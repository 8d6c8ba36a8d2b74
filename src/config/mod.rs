//! Configuration module
//!
//! Handles loading and validating requirement configuration from TOML files
//! and environment variables.

pub mod loader;
pub mod types;

pub use loader::{load_config, load_config_from_str};
pub use types::*;
//! Shared helpers for integration tests

#![allow(dead_code)]

use consent_scopes::{ConsentForest, ConsentRecord};
use tracing_subscriber::EnvFilter;

/// Install a test subscriber honouring `RUST_LOG`
///
/// Safe to call from every test; only the first call installs.
pub fn init_tracing() {
    let _ = tracing_subscriber::fmt()
        .with_env_filter(EnvFilter::from_default_env())
        .with_test_writer()
        .try_init();
}

/// Consent record with `id` as the last entry of `path`
pub fn consent(client: &str, scope: &str, path: &[u64]) -> ConsentRecord {
    let id = path.last().copied().unwrap_or_default();
    ConsentRecord::new(id, client, scope, path.iter().copied())
}

/// `A(client0) -> B(client1) -> C(client2)`
pub fn chain_forest() -> ConsentForest {
    init_tracing();
    ConsentForest::build(vec![
        consent("client0", "A", &[1]),
        consent("client1", "B", &[1, 2]),
        consent("client2", "C", &[1, 2, 3]),
    ])
    .unwrap()
}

===============

[Problem details] Check the data for the word "copied" and pull out the lines that have it.

[Solution]
    let id = path.last().copied().unwrap_or_default();
    ConsentRecord::new(id, client, scope, path.iter().copied())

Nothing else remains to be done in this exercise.